::: Records for the task :::

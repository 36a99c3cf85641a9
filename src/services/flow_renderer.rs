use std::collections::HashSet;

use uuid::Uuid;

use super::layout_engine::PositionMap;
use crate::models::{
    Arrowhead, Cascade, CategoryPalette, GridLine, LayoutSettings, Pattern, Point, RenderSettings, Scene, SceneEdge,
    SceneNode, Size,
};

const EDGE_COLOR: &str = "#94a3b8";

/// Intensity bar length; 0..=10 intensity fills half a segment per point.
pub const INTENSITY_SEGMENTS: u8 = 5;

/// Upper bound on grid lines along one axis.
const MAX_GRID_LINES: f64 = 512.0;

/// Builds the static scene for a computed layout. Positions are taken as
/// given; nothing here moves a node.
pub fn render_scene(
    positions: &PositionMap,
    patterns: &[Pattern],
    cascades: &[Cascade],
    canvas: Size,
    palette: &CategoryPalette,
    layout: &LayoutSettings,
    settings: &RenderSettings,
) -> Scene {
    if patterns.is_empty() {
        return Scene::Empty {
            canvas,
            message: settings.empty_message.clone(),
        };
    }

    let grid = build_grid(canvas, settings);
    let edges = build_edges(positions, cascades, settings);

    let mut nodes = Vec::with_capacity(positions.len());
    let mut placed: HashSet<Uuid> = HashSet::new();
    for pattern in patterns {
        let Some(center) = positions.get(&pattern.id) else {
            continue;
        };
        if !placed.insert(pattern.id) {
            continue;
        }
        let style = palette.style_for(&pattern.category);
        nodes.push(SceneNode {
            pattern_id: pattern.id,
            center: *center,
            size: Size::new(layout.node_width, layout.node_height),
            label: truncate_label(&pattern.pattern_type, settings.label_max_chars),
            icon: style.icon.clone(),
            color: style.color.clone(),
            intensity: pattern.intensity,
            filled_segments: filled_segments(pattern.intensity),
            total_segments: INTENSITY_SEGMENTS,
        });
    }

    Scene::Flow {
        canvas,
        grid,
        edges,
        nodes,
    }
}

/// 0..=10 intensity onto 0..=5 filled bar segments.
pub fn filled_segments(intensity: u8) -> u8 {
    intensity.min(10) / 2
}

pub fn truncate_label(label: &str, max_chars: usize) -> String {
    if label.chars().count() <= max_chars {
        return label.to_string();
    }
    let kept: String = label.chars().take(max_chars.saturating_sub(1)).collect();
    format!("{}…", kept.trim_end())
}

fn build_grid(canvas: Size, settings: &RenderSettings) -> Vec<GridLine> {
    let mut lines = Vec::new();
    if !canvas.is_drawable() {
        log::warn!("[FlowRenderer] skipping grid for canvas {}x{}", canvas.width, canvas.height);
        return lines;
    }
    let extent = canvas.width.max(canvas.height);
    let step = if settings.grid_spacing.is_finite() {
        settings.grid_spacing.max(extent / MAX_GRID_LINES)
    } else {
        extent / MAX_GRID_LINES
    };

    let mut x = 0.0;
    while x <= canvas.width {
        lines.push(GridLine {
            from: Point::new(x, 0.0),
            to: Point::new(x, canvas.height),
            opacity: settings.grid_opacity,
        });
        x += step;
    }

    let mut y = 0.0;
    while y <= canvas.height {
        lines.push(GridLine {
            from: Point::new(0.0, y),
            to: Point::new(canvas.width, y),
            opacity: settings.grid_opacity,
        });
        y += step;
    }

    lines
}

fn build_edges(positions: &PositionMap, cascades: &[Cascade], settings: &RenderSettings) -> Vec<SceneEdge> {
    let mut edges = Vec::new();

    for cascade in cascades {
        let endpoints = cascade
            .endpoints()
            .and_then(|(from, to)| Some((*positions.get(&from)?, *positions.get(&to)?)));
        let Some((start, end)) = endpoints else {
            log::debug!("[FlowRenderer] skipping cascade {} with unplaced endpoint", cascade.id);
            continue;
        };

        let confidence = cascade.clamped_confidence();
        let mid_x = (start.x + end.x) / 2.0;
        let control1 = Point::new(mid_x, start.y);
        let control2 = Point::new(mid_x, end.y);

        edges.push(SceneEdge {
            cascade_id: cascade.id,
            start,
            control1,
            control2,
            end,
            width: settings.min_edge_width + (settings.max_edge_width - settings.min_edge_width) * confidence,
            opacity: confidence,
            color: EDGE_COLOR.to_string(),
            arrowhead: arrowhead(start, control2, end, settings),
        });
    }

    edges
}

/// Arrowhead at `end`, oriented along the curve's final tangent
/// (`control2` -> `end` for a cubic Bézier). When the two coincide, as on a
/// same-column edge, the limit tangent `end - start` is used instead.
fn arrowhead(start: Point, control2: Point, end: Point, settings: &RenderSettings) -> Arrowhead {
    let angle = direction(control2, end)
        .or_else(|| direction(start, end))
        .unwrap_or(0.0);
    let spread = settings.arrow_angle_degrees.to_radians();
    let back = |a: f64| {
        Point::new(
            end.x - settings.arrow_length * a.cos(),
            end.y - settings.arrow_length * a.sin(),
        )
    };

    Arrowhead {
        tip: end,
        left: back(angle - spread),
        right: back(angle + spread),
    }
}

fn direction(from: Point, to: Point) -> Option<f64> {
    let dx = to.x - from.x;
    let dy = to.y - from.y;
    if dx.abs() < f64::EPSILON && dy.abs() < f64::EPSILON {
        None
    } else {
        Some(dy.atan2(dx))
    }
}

:::

**Assignment**
Set the data down again in full, exactly as given.

**Written response**
repository 36a99c3cf85641a9
filename src/services/flow_renderer.rs
use std::collections::HashSet;

use uuid::Uuid;

use super::layout_engine::PositionMap;
use crate::models::{
    Arrowhead, Cascade, CategoryPalette, GridLine, LayoutSettings, Pattern, Point, RenderSettings, Scene, SceneEdge,
    SceneNode, Size,
};

const EDGE_COLOR: &str = "#94a3b8";

/// Intensity bar length; 0..=10 intensity fills half a segment per point.
pub const INTENSITY_SEGMENTS: u8 = 5;

/// Upper bound on grid lines along one axis.
const MAX_GRID_LINES: f64 = 512.0;

/// Builds the static scene for a computed layout. Positions are taken as
/// given; nothing here moves a node.
pub fn render_scene(
    positions: &PositionMap,
    patterns: &[Pattern],
    cascades: &[Cascade],
    canvas: Size,
    palette: &CategoryPalette,
    layout: &LayoutSettings,
    settings: &RenderSettings,
) -> Scene {
    if patterns.is_empty() {
        return Scene::Empty {
            canvas,
            message: settings.empty_message.clone(),
        };
    }

    let grid = build_grid(canvas, settings);
    let edges = build_edges(positions, cascades, settings);

    let mut nodes = Vec::with_capacity(positions.len());
    let mut placed: HashSet<Uuid> = HashSet::new();
    for pattern in patterns {
        let Some(center) = positions.get(&pattern.id) else {
            continue;
        };
        if !placed.insert(pattern.id) {
            continue;
        }
        let style = palette.style_for(&pattern.category);
        nodes.push(SceneNode {
            pattern_id: pattern.id,
            center: *center,
            size: Size::new(layout.node_width, layout.node_height),
            label: truncate_label(&pattern.pattern_type, settings.label_max_chars),
            icon: style.icon.clone(),
            color: style.color.clone(),
            intensity: pattern.intensity,
            filled_segments: filled_segments(pattern.intensity),
            total_segments: INTENSITY_SEGMENTS,
        });
    }

    Scene::Flow {
        canvas,
        grid,
        edges,
        nodes,
    }
}

/// 0..=10 intensity onto 0..=5 filled bar segments.
pub fn filled_segments(intensity: u8) -> u8 {
    intensity.min(10) / 2
}

pub fn truncate_label(label: &str, max_chars: usize) -> String {
    if label.chars().count() <= max_chars {
        return label.to_string();
    }
    let kept: String = label.chars().take(max_chars.saturating_sub(1)).collect();
    format!("{}…", kept.trim_end())
}

fn build_grid(canvas: Size, settings: &RenderSettings) -> Vec<GridLine> {
    let mut lines = Vec::new();
    if !canvas.is_drawable() {
        log::warn!("[FlowRenderer] skipping grid for canvas {}x{}", canvas.width, canvas.height);
        return lines;
    }
    let extent = canvas.width.max(canvas.height);
    let step = if settings.grid_spacing.is_finite() {
        settings.grid_spacing.max(extent / MAX_GRID_LINES)
    } else {
        extent / MAX_GRID_LINES
    };

    let mut x = 0.0;
    while x <= canvas.width {
        lines.push(GridLine {
            from: Point::new(x, 0.0),
            to: Point::new(x, canvas.height),
            opacity: settings.grid_opacity,
        });
        x += step;
    }

    let mut y = 0.0;
    while y <= canvas.height {
        lines.push(GridLine {
            from: Point::new(0.0, y),
            to: Point::new(canvas.width, y),
            opacity: settings.grid_opacity,
        });
        y += step;
    }

    lines
}

fn build_edges(positions: &PositionMap, cascades: &[Cascade], settings: &RenderSettings) -> Vec<SceneEdge> {
    let mut edges = Vec::new();

    for cascade in cascades {
        let endpoints = cascade
            .endpoints()
            .and_then(|(from, to)| Some((*positions.get(&from)?, *positions.get(&to)?)));
        let Some((start, end)) = endpoints else {
            log::debug!("[FlowRenderer] skipping cascade {} with unplaced endpoint", cascade.id);
            continue;
        };

        let confidence = cascade.clamped_confidence();
        let mid_x = (start.x + end.x) / 2.0;
        let control1 = Point::new(mid_x, start.y);
        let control2 = Point::new(mid_x, end.y);

        edges.push(SceneEdge {
            cascade_id: cascade.id,
            start,
            control1,
            control2,
            end,
            width: settings.min_edge_width + (settings.max_edge_width - settings.min_edge_width) * confidence,
            opacity: confidence,
            color: EDGE_COLOR.to_string(),
            arrowhead: arrowhead(start, control2, end, settings),
        });
    }

    edges
}

/// Arrowhead at `end`, oriented along the curve's final tangent
/// (`control2` -> `end` for a cubic Bézier). When the two coincide, as on a
/// same-column edge, the limit tangent `end - start` is used instead.
fn arrowhead(start: Point, control2: Point, end: Point, settings: &RenderSettings) -> Arrowhead {
    let angle = direction(control2, end)
        .or_else(|| direction(start, end))
        .unwrap_or(0.0);
    let spread = settings.arrow_angle_degrees.to_radians();
    let back = |a: f64| {
        Point::new(
            end.x - settings.arrow_length * a.cos(),
            end.y - settings.arrow_length * a.sin(),
        )
    };

    Arrowhead {
        tip: end,
        left: back(angle - spread),
        right: back(angle + spread),
    }
}

fn direction(from: Point, to: Point) -> Option<f64> {
    let dx = to.x - from.x;
    let dy = to.y - from.y;
    if dx.abs() < f64::EPSILON && dy.abs() < f64::EPSILON {
        None
    } else {
        Some(dy.atan2(dx))
    }
}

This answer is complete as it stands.